Start of Entries shown
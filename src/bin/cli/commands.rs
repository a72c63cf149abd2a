//! Command Execution Logic
//!
//! Implements the analyze command and the configuration helpers.

use std::collections::BTreeSet;
use std::path::{Path, PathBuf};
use std::sync::Arc;

use anyhow::Context;
use owo_colors::OwoColorize;
use tabled::{settings::Style as TableStyle, Table, Tabled};
use tracing::{info, warn};

use crate::cli::args::{AnalyzeArgs, InitConfigArgs, ValidateConfigArgs};
use crate::cli::config_layer::{build_layered_config, load_configuration};
use suitecheck_rs::detectors::coverage::{runner_for_workspace, ReportFileSource};
use suitecheck_rs::io::reports::{render_report, write_report};
use suitecheck_rs::lang::collector::{collect_from_file, discover_test_files};
use suitecheck_rs::lang::registry::registered_languages;
use suitecheck_rs::providers::{
    EmbeddingProvider, LocalEmbeddingProvider, OpenAiClient, OpenAiConfig, SuggestionProvider, WorkspaceSymbolIndex,
};
use suitecheck_rs::{AnalysisInputs, CoverageSource, EngineConfig, QualityEngine, TestCase};

/// Main analyze command implementation
pub async fn analyze_command(args: AnalyzeArgs) -> anyhow::Result<()> {
    let config = build_layered_config(&args)?;

    let cwd = std::env::current_dir().context("Failed to resolve the current directory")?;
    let workspace = args.workspace.as_ref().map_or_else(|| cwd.clone(), |path| cwd.join(path));
    let source_root = args
        .source_root
        .as_ref()
        .map_or_else(|| workspace.clone(), |path| cwd.join(path));

    let candidate_files = expand_test_paths(&args.candidates, &cwd)?;
    let candidates = collect_all(&candidate_files, &workspace)?;
    if candidates.is_empty() {
        anyhow::bail!("No tests found in the candidate files");
    }
    let candidate_set: BTreeSet<&PathBuf> = candidate_files.iter().collect();
    let existing_files: Vec<PathBuf> = expand_test_paths(&args.existing, &cwd)?
        .into_iter()
        .filter(|path| !candidate_set.contains(path))
        .collect();
    let existing = collect_all(&existing_files, &workspace)?;
    info!(
        "Collected {} candidate and {} existing tests",
        candidates.len(),
        existing.len()
    );

    let symbols = WorkspaceSymbolIndex::build(&source_root)?;
    let mut engine = QualityEngine::new(config.clone(), Arc::new(symbols))?;
    let (embedder, suggester) = build_providers(&config, args.local_embeddings);
    if let Some(embedder) = embedder {
        engine = engine.with_embedder(embedder);
    }
    if let Some(suggester) = suggester {
        engine = engine.with_suggester(suggester);
    }

    let relative_candidates: Vec<String> = candidate_files
        .iter()
        .map(|path| relative_display(path, &workspace))
        .collect();
    let mut inputs = AnalysisInputs::new(candidates)
        .with_existing(existing)
        .with_source_root(source_root)
        .with_context(args.context.clone().unwrap_or_default());

    if let (Some(baseline), Some(candidate)) = (&args.baseline_report, &args.candidate_report) {
        inputs = inputs.with_coverage(CoverageSource::Execute {
            runner: Arc::new(ReportFileSource::new(cwd.join(baseline), cwd.join(candidate))),
            workspace: workspace.clone(),
            candidate_files: relative_candidates,
        });
    } else if args.run_coverage {
        match runner_for_workspace(&workspace) {
            Ok(runner) => {
                inputs = inputs.with_coverage(CoverageSource::Execute {
                    runner,
                    workspace: workspace.clone(),
                    candidate_files: relative_candidates,
                });
            }
            Err(e) => warn!("Coverage skipped: {}", e),
        }
    }

    let report = engine.analyze(inputs).await?;

    match &args.out {
        Some(path) => {
            write_report(&report, args.format.into(), path)?;
            eprintln!(
                "{} {} ({:.1}/10, {})",
                "Report written to".green(),
                path.display().to_string().cyan(),
                report.score,
                report.rating
            );
        }
        None => println!("{}", render_report(&report, args.format.into())?),
    }

    Ok(())
}

/// Pick embedding and suggestion providers from config, flags and environment.
fn build_providers(
    config: &EngineConfig,
    local_embeddings: bool,
) -> (Option<Arc<dyn EmbeddingProvider>>, Option<Arc<dyn SuggestionProvider>>) {
    let needs_api = (config.use_embeddings && !local_embeddings) || config.enable_ai_suggestions;
    let client = if needs_api {
        match OpenAiConfig::from_env(config.provider.clone()) {
            Ok(api) => Some(Arc::new(OpenAiClient::new(api))),
            Err(e) => {
                warn!("OpenAI provider unavailable: {}", e);
                None
            }
        }
    } else {
        None
    };

    let embedder: Option<Arc<dyn EmbeddingProvider>> = if !config.use_embeddings {
        None
    } else if local_embeddings {
        Some(Arc::new(LocalEmbeddingProvider::default()) as Arc<dyn EmbeddingProvider>)
    } else {
        client.clone().map(|c| c as Arc<dyn EmbeddingProvider>)
    };
    let suggester = if config.enable_ai_suggestions {
        client.map(|c| c as Arc<dyn SuggestionProvider>)
    } else {
        None
    };
    (embedder, suggester)
}

/// Files stay as given; directories expand to the test files below them.
fn expand_test_paths(paths: &[PathBuf], cwd: &Path) -> anyhow::Result<Vec<PathBuf>> {
    let mut files = BTreeSet::new();
    for path in paths.iter().map(|path| cwd.join(path)) {
        if path.is_dir() {
            files.extend(discover_test_files(&path));
        } else if path.is_file() {
            files.insert(path);
        } else {
            anyhow::bail!("Path does not exist: {}", path.display());
        }
    }
    Ok(files.into_iter().collect())
}

fn collect_all(files: &[PathBuf], workspace: &Path) -> anyhow::Result<Vec<TestCase>> {
    let mut tests = Vec::new();
    for file in files {
        let collected =
            collect_from_file(file, workspace).with_context(|| format!("Failed to collect {}", file.display()))?;
        tests.extend(collected);
    }
    Ok(tests)
}

fn relative_display(path: &Path, workspace: &Path) -> String {
    path.strip_prefix(workspace)
        .unwrap_or(path)
        .to_string_lossy()
        .replace('\\', "/")
}

/// Print default configuration in YAML format
pub fn print_default_config() -> anyhow::Result<()> {
    println!("{}", "# Default suitecheck configuration".dimmed());
    println!("{}", "# Save this to a file and customize as needed".dimmed());
    println!("{}", "# Usage: suitecheck analyze --config your-config.yml --candidate <file>".dimmed());
    println!();
    println!("{}", serde_yaml::to_string(&EngineConfig::default())?);
    Ok(())
}

#[derive(Tabled)]
struct SettingRow {
    setting: String,
    value: String,
}

fn setting(setting: &str, value: impl ToString) -> SettingRow {
    SettingRow {
        setting: setting.to_string(),
        value: value.to_string(),
    }
}

/// Initialize a configuration file with defaults
pub fn init_config(args: InitConfigArgs) -> anyhow::Result<()> {
    if args.output.exists() && !args.force {
        anyhow::bail!(
            "Configuration file already exists: {} (use --force to overwrite)",
            args.output.display()
        );
    }

    EngineConfig::default().to_yaml_file(&args.output)?;

    println!(
        "{} {}",
        "Configuration saved to:".bright_green().bold(),
        args.output.display().to_string().cyan()
    );
    println!();
    println!("{}", "Key settings you can customize:".bright_blue().bold());

    let rows = vec![
        setting("similarity_threshold", "Minimum cosine similarity for a pair (inclusive)"),
        setting("use_embeddings / enable_ai_suggestions", "Turn the provider-backed stages on or off"),
        setting("coverage_timeout_seconds", "Budget for each coverage tool run"),
        setting("top_gap_count", "Number of uncovered gaps in the report"),
        setting("provider.*", "Endpoint, models and retry policy; the key comes from OPENAI_API_KEY"),
    ];
    let mut table = Table::new(rows);
    table.with(TableStyle::rounded());
    println!("{}", table);
    Ok(())
}

/// Validate a configuration file
pub fn validate_config(args: ValidateConfigArgs) -> anyhow::Result<()> {
    println!(
        "{} {}",
        "Validating configuration:".bright_blue().bold(),
        args.config.display().to_string().cyan()
    );

    let config = match load_configuration(Some(&args.config)) {
        Ok(config) => config,
        Err(e) => {
            eprintln!("{} {}", "Configuration validation failed:".red(), e);
            eprintln!("{}", "Tip: use 'suitecheck print-default-config' to see the valid format".dimmed());
            return Err(e);
        }
    };
    println!("{}", "Configuration file is valid!".bright_green().bold());

    let mut rows = vec![
        setting("Similarity threshold", format!("{:.2}", config.similarity_threshold)),
        setting("Embeddings", config.use_embeddings),
        setting("AI suggestions", config.enable_ai_suggestions),
        setting("Redundancy check", config.check_redundant_tests),
        setting("Outdated import check", config.check_outdated_imports),
        setting("Coverage timeout (s)", config.coverage_timeout_seconds),
        setting("Gaps", format!("{} (top {})", config.include_gaps, config.top_gap_count)),
    ];
    if args.verbose {
        rows.extend([
            setting(
                "Analysis deadline (s)",
                config
                    .analysis_deadline_seconds
                    .map_or_else(|| "none".to_string(), |s| s.to_string()),
            ),
            setting("Isolated coverage runs", config.isolated_coverage_runs),
            setting("Extra allowed modules", config.extra_allowed_modules.join(", ")),
            setting("Provider base URL", &config.provider.base_url),
            setting("Embedding model", &config.provider.embedding_model),
            setting("Chat model", &config.provider.chat_model),
            setting("Request timeout (s)", config.provider.request_timeout_seconds),
            setting("Max retries", config.provider.max_retries),
        ]);
    }
    let mut table = Table::new(rows);
    table.with(TableStyle::rounded());
    println!("{}", table);
    Ok(())
}

/// List supported languages
pub fn list_languages() -> anyhow::Result<()> {
    #[derive(Tabled)]
    struct LanguageRow {
        language: String,
        extensions: String,
        frameworks: String,
        coverage: String,
    }

    let languages = registered_languages();
    println!("{}", "Supported Languages".bright_blue().bold());
    println!("   Found {} supported languages", languages.len());
    println!();

    let rows: Vec<LanguageRow> = languages
        .iter()
        .map(|info| LanguageRow {
            language: info.name.to_string(),
            extensions: info
                .extensions
                .iter()
                .map(|ext| format!(".{}", ext))
                .collect::<Vec<_>>()
                .join(", "),
            frameworks: info.frameworks.to_string(),
            coverage: info.coverage_tool.to_string(),
        })
        .collect();
    let mut table = Table::new(rows);
    table.with(TableStyle::rounded());
    println!("{}", table);
    Ok(())
}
End of Entries shown
Word for word, restate the entries from the first line to the line that has "let config = build_layered_config(&args)?;", both included, and nothing else.

filename src/bin/cli/commands.rs
repository a72c63cf149abd2a
//! Command Execution Logic
//!
//! Implements the analyze command and the configuration helpers.

use std::collections::BTreeSet;
use std::path::{Path, PathBuf};
use std::sync::Arc;

use anyhow::Context;
use owo_colors::OwoColorize;
use tabled::{settings::Style as TableStyle, Table, Tabled};
use tracing::{info, warn};

use crate::cli::args::{AnalyzeArgs, InitConfigArgs, ValidateConfigArgs};
use crate::cli::config_layer::{build_layered_config, load_configuration};
use suitecheck_rs::detectors::coverage::{runner_for_workspace, ReportFileSource};
use suitecheck_rs::io::reports::{render_report, write_report};
use suitecheck_rs::lang::collector::{collect_from_file, discover_test_files};
use suitecheck_rs::lang::registry::registered_languages;
use suitecheck_rs::providers::{
    EmbeddingProvider, LocalEmbeddingProvider, OpenAiClient, OpenAiConfig, SuggestionProvider, WorkspaceSymbolIndex,
};
use suitecheck_rs::{AnalysisInputs, CoverageSource, EngineConfig, QualityEngine, TestCase};

/// Main analyze command implementation
pub async fn analyze_command(args: AnalyzeArgs) -> anyhow::Result<()> {
    let config = build_layered_config(&args)?;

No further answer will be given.